Niémans se décida pour une nouvelle visite.

— Vous m’avez menti !

Sophie Caillois tenta de refermer la porte, mais le commissaire coinça son coude dans le chambranle.

— Pourquoi ne m’avez-vous pas dit que votre mari était malade ?

— Malade ?

— Schizophrène. Selon les spécialistes, il était bon à enfermer.

— Salopard.

Lèvres serrées, la jeune femme tenta encore de fermer sa porte, mais Niémans tint bon, sans difficulté. Malgré ses cheveux plats, malgré son pull aux mailles lâches, cette femme lui semblait plus belle que jamais.

— Vous ne comprenez donc pas ? hurla-t-il. Nous cherchons un tueur. Nous cherchons un mobile. Peut-être que Rémy Caillois avait commis un acte, un geste qui pourrait expliquer l’atrocité de sa mort. Un geste dont il ne se souvenait même plus. Je vous en prie… vous seule pouvez m’aider !

Sophie Caillois ouvrait des yeux exorbités. Toute la beauté de son visage se nouait en de subtils réseaux, tressautant nerveusement. Ses sourcils surtout, au dessin parfait, s’étaient figés en un accent splendide, pathétique.

— Vous êtes fou.

— Je dois connaître son passé…

— Vous êtes fou.

La femme tremblait. Malgré lui, Niémans baissa les yeux. Il scruta le relief de ses clavicules, qui tendaient les mailles du pull-over. Il aperçut, à travers la laine, la bretelle tortillée, comme racornie, du soutien-gorge. Soudain, sur une impulsion, il lui saisit le poignet et releva sa manche. Des marbrures bleuâtres striaient son avant-bras. Niémans rugit :

— Il vous frappait.

Le commissaire arracha son regard des marques sombres et fixa les yeux de Sophie Caillois.

— Il vous frappait ! Votre mari était un malade. Il aimait faire le mal. J’en suis certain. Il a commis un acte coupable. Je suis sûr que vous avez des soupçons. Vous ne dites pas le dixième de ce que vous savez !

La femme lui cracha au visage. Niémans recula, chancelant.

Elle en profita pour claquer la porte. Les verrous se scellèrent en une cascade de déclics alors que Niémans se ruait de nouveau contre la paroi. Dans le couloir, les internes pointaient des regards inquiets par les portes entrebâillées.
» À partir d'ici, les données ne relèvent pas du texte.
use rand::rngs::StdRng;
use rand::SeedableRng;
use stickysync_core::{
    CanvasBounds, LlmModel, Note, NoteColor, NoteId, NoteStore, ParticipantId, SpawnRegion,
    StoreError,
};

fn store() -> NoteStore {
    let mut store = NoteStore::with_rng(
        CanvasBounds::default(),
        SpawnRegion::default(),
        StdRng::seed_from_u64(42),
    );
    store.seed_examples(0);
    store
}

#[test]
fn created_note_has_position_in_spawn_region_and_pending_response() {
    let mut store = store();
    let owner = ParticipantId::new("u1");

    let note = store
        .create_note(&owner, "  Ideas ", " plan a picnic ", NoteColor::Pink, LlmModel::Llama3, 10)
        .unwrap();
    assert_eq!(note.title, "Ideas");
    assert_eq!(note.prompt, "plan a picnic");
    assert_eq!(note.owner_id.as_ref(), Some(&owner));

    let position = store.position(&note.id).unwrap();
    assert!((350.0..=450.0).contains(&position.x), "x={}", position.x);
    assert!((150.0..=300.0).contains(&position.y), "y={}", position.y);
    assert_eq!(store.response(&note.id), Some(None));
    assert_eq!(store.len(), 4);
}

#[test]
fn blank_title_or_prompt_is_rejected_without_side_effects() {
    let mut store = store();
    let owner = ParticipantId::new("u1");

    let err = store
        .create_note(&owner, "   ", "prompt", NoteColor::Yellow, LlmModel::Gpt4, 0)
        .unwrap_err();
    assert_eq!(err, StoreError::Validation { field: "title" });
    let err = store
        .create_note(&owner, "title", "\n\t", NoteColor::Yellow, LlmModel::Gpt4, 0)
        .unwrap_err();
    assert_eq!(err, StoreError::Validation { field: "prompt" });
    assert_eq!(store.len(), 3);
}

#[test]
fn delete_leaves_no_orphan_position_or_response() {
    let mut store = store();
    let owner = ParticipantId::new("u1");
    let note = store
        .create_note(&owner, "t", "p", NoteColor::Yellow, LlmModel::Gpt4, 0)
        .unwrap();

    store.delete_note(&note.id, &owner).unwrap();

    assert!(store.get(&note.id).is_none());
    assert!(store.position(&note.id).is_none());
    assert_eq!(store.response(&note.id), None);
    let contents = store.export();
    assert!(!contents.positions.contains_key(&note.id));
    assert!(!contents.responses.contains_key(&note.id));
}

#[test]
fn ownership_uses_exact_id_equality() {
    let mut store = store();
    let owner = ParticipantId::new("u1");
    let lookalike = ParticipantId::new("u10");
    let note = store
        .create_note(&owner, "t", "p", NoteColor::Yellow, LlmModel::Gpt4, 0)
        .unwrap();

    assert!(!store.can_edit(&note.id, &lookalike));
    let err = store.delete_note(&note.id, &lookalike).unwrap_err();
    assert!(matches!(err, StoreError::Permission { .. }));
    let err = store
        .update_color(&note.id, NoteColor::Green, &lookalike)
        .unwrap_err();
    assert!(matches!(err, StoreError::Permission { .. }));

    assert!(store.update_color(&note.id, NoteColor::Green, &owner).unwrap());
    assert!(!store.update_color(&note.id, NoteColor::Green, &owner).unwrap());
}

#[test]
fn seed_notes_are_editable_by_anyone() {
    let mut store = store();
    let seed = NoteId::new("example-1");
    let anyone = ParticipantId::new("someone-else");

    assert!(store.get(&seed).unwrap().is_seed());
    assert!(store.response(&seed).unwrap().is_some());
    assert!(store.update_model(&seed, LlmModel::GeminiPro, &anyone).unwrap());
    store.delete_note(&seed, &anyone).unwrap();
    assert_eq!(store.len(), 2);
}

#[test]
fn ownerless_remote_note_is_not_editable() {
    let mut store = store();
    let rogue = NoteId::new("rogue");
    let mut contents = store.export();
    contents.notes.push(Note {
        id: rogue.clone(),
        owner_id: None,
        title: "Rogue".to_string(),
        prompt: "take over".to_string(),
        color: NoteColor::Pink,
        model: LlmModel::Gpt4,
        created_at: 5,
    });
    contents.responses.insert(rogue.clone(), Some("done".to_string()));
    store.replace_all(contents);
    let anyone = ParticipantId::new("someone-else");

    assert!(!store.get(&rogue).unwrap().is_seed());
    assert!(!store.can_edit(&rogue, &anyone));
    let err = store.delete_note(&rogue, &anyone).unwrap_err();
    assert!(matches!(err, StoreError::Permission { .. }));
    let err = store
        .update_model(&rogue, LlmModel::Llama3, &anyone)
        .unwrap_err();
    assert!(matches!(err, StoreError::Permission { .. }));
    assert_eq!(store.len(), 4);

    assert!(store.can_edit(&NoteId::new("example-3"), &anyone));
}

#[test]
fn missing_note_reports_not_found() {
    let mut store = store();
    let ghost = NoteId::new("ghost");
    let err = store
        .delete_note(&ghost, &ParticipantId::new("u1"))
        .unwrap_err();
    assert_eq!(err, StoreError::NotFound(ghost.clone()));
    assert!(!store.set_response(&ghost, Some("late".to_string())));
    assert!(store.set_position(&ghost, Default::default()).is_none());
}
Le policier flanqua un coup de talon dans le chambranle.

— Je reviendrai ! brailla-t-il.

Le silence s’abattit.

Niémans assena un dernier coup de poing, provoquant un écho grave, et resta quelques secondes immobile.
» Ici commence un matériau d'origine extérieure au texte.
//! Session tuning knobs.
//!
//! # Responsibility
//! - Hold every interval, window and geometry constant a session uses.
//! - Load overrides from a JSON file; absent fields keep their defaults.
//!
//! # Invariants
//! - A validated config has non-zero intervals and a non-empty canvas.
//! - Spawn region lies inside the canvas.

use crate::model::note::{CanvasBounds, Point};
use serde::Deserialize;
use std::error::Error;
use std::fmt::{Display, Formatter};
use std::path::{Path, PathBuf};

const DEFAULT_SYNC_INTERVAL_MS: u64 = 3_000;
const DEFAULT_LIVENESS_WINDOW_MS: u64 = 30_000;
const DEFAULT_TYPING_DEBOUNCE_MS: u64 = 2_000;
const DEFAULT_GENERATION_LATENCY_MIN_MS: u64 = 500;
const DEFAULT_GENERATION_LATENCY_MAX_MS: u64 = 1_500;

/// Configuration load/validation errors.
#[derive(Debug)]
pub enum ConfigError {
    Io { path: PathBuf, source: std::io::Error },
    Parse(serde_json::Error),
    Invalid(String),
}

impl Display for ConfigError {
    fn fmt(&self, f: &mut Formatter<'_>) -> std::fmt::Result {
        match self {
            Self::Io { path, source } => {
                write!(f, "failed to read config `{}`: {source}", path.display())
            }
            Self::Parse(err) => write!(f, "invalid config json: {err}"),
            Self::Invalid(message) => write!(f, "invalid config: {message}"),
        }
    }
}

impl Error for ConfigError {
    fn source(&self) -> Option<&(dyn Error + 'static)> {
        match self {
            Self::Io { source, .. } => Some(source),
            Self::Parse(err) => Some(err),
            Self::Invalid(_) => None,
        }
    }
}

/// Rectangle where freshly created notes are placed before jitter.
#[derive(Debug, Clone, Copy, PartialEq, Deserialize)]
#[serde(default)]
pub struct SpawnRegion {
    pub origin_x: f64,
    pub origin_y: f64,
    pub width: f64,
    pub height: f64,
}

impl Default for SpawnRegion {
    fn default() -> Self {
        Self {
            origin_x: 350.0,
            origin_y: 150.0,
            width: 100.0,
            height: 150.0,
        }
    }
}

impl SpawnRegion {
    /// Maps unit-square jitter `(u, v) in [0, 1)^2` into the region.
    pub fn point_at(&self, u: f64, v: f64) -> Point {
        Point::new(self.origin_x + u * self.width, self.origin_y + v * self.height)
    }
}

/// Per-session configuration.
#[derive(Debug, Clone, PartialEq, Deserialize)]
#[serde(default, deny_unknown_fields)]
pub struct SessionConfig {
    /// Interval between periodic sync ticks.
    pub sync_interval_ms: u64,
    /// Participants idle longer than this are expired.
    pub liveness_window_ms: u64,
    /// Typing indicator clears after this much keystroke inactivity.
    pub typing_debounce_ms: u64,
    pub generation_latency_min_ms: u64,
    pub generation_latency_max_ms: u64,
    pub canvas: CanvasBounds,
    pub spawn: SpawnRegion,
}

impl Default for SessionConfig {
    fn default() -> Self {
        Self {
            sync_interval_ms: DEFAULT_SYNC_INTERVAL_MS,
            liveness_window_ms: DEFAULT_LIVENESS_WINDOW_MS,
            typing_debounce_ms: DEFAULT_TYPING_DEBOUNCE_MS,
            generation_latency_min_ms: DEFAULT_GENERATION_LATENCY_MIN_MS,
            generation_latency_max_ms: DEFAULT_GENERATION_LATENCY_MAX_MS,
            canvas: CanvasBounds::default(),
            spawn: SpawnRegion::default(),
        }
    }
}

impl SessionConfig {
    /// Parses and validates a JSON config document.
    pub fn from_json_str(raw: &str) -> Result<Self, ConfigError> {
        let config: Self = serde_json::from_str(raw).map_err(ConfigError::Parse)?;
        config.validate()?;
        Ok(config)
    }

    /// Reads, parses and validates a JSON config file.
    pub fn load(path: impl AsRef<Path>) -> Result<Self, ConfigError> {
        let path = path.as_ref();
        let raw = std::fs::read_to_string(path).map_err(|source| ConfigError::Io {
            path: path.to_path_buf(),
            source,
        })?;
        Self::from_json_str(&raw)
    }

    pub fn validate(&self) -> Result<(), ConfigError> {
        if self.sync_interval_ms == 0 {
            return Err(ConfigError::Invalid(
                "sync_interval_ms must be positive".to_string(),
            ));
        }
        if self.typing_debounce_ms == 0 {
            return Err(ConfigError::Invalid(
                "typing_debounce_ms must be positive".to_string(),
            ));
        }
        if self.generation_latency_min_ms > self.generation_latency_max_ms {
            return Err(ConfigError::Invalid(format!(
                "generation latency range is inverted: {}..{}",
                self.generation_latency_min_ms, self.generation_latency_max_ms
            )));
        }
        if !(self.canvas.max_x > 0.0 && self.canvas.max_y > 0.0) {
            return Err(ConfigError::Invalid(
                "canvas bounds must be positive".to_string(),
            ));
        }
        let spawn = &self.spawn;
        let far_corner = spawn.point_at(1.0, 1.0);
        if spawn.width < 0.0
            || spawn.height < 0.0
            || !self.canvas.contains(Point::new(spawn.origin_x, spawn.origin_y))
            || !self.canvas.contains(far_corner)
        {
            return Err(ConfigError::Invalid(
                "spawn region must lie inside the canvas".to_string(),
            ));
        }
        Ok(())
    }
}

#[cfg(test)]
mod tests {
    use super::{ConfigError, SessionConfig};

    #[test]
    fn defaults_match_session_timing() {
        let config = SessionConfig::default();
        assert_eq!(config.sync_interval_ms, 3_000);
        assert_eq!(config.liveness_window_ms, 30_000);
        assert_eq!(config.typing_debounce_ms, 2_000);
        assert_eq!(config.canvas.max_x, 800.0);
        config.validate().expect("defaults should validate");
    }

    #[test]
    fn partial_json_keeps_remaining_defaults() {
        let config = SessionConfig::from_json_str(r#"{"sync_interval_ms": 500}"#)
            .expect("partial config should parse");
        assert_eq!(config.sync_interval_ms, 500);
        assert_eq!(config.typing_debounce_ms, 2_000);
    }

    #[test]
    fn rejects_unknown_fields_and_invalid_values() {
        let err = SessionConfig::from_json_str(r#"{"sync_every": 1}"#).expect_err("unknown field");
        assert!(matches!(err, ConfigError::Parse(_)));

        let err = SessionConfig::from_json_str(r#"{"sync_interval_ms": 0}"#)
            .expect_err("zero interval must fail");
        assert!(matches!(err, ConfigError::Invalid(_)));

        let err = SessionConfig::from_json_str(r#"{"canvas": {"max_x": 100.0, "max_y": 100.0}}"#)
            .expect_err("spawn outside canvas must fail");
        assert!(err.to_string().contains("spawn region"));
    }

    #[test]
    fn load_reports_missing_file_path() {
        let err = SessionConfig::load("/definitely/not/here.json").expect_err("missing file");
        assert!(matches!(err, ConfigError::Io { .. }));
        assert!(err.to_string().contains("/definitely/not/here.json"));
    }
}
La voix de la femme, entrecoupée de sanglots, résonnait derrière la porte, comme dans le plus sombre des caveaux. « Vous êtes fou. »

14

— Je veux un flic en civil à ses basques. Appelez d’autres OPJ, à Grenoble.

— Sophie Caillois ? Mais… pourquoi ?

Niémans regarda Barnes. Ils se tenaient tous deux dans la salle principale de la gendarmerie de Guernon. Le capitaine portait le pull réglementaire : bleu marine, traversé d’une rayure blanche latérale. Il ressemblait à un matelot.

— Cette femme nous cache quelque chose, expliqua Niémans.

— Vous ne pensez tout de même pas que c’est elle qui…

— Non. Mais elle ne nous dit pas ce qu’elle sait.

Barnes acquiesça, sans conviction, puis il planta dans les bras de Niémans un gros dossier cartonné, rempli de fax, de paperasses, bruissant de carbones.

— Les premiers résultats de l’enquête générale, déclara-t-il. Pour l’instant, ce n’est pas folichon.

Indifférent au brouhaha du lieu, où des gendarmes jouaient des coudes, Niémans parcourut aussitôt le dossier, tout en marchant lentement vers un bureau isolé. Il passa en revue les liasses carbonées qui résumaient les investigations menées par Barnes et Vermont. Malgré le nombre de rapports et de témoignages, il n’y avait pas là de quoi aligner la moindre remarque constructive. Les dispositifs, les auditions, les recherches, les enquêtes de terrain… tout cela n’avait rien donné. Niémans bougonna en pénétrant dans le bureau aux parois vitrées. Dans une si petite ville, un crime aussi spectaculaire : le commissaire ne pouvait se résoudre à n’avoir glané encore aucun indice, aucune piste.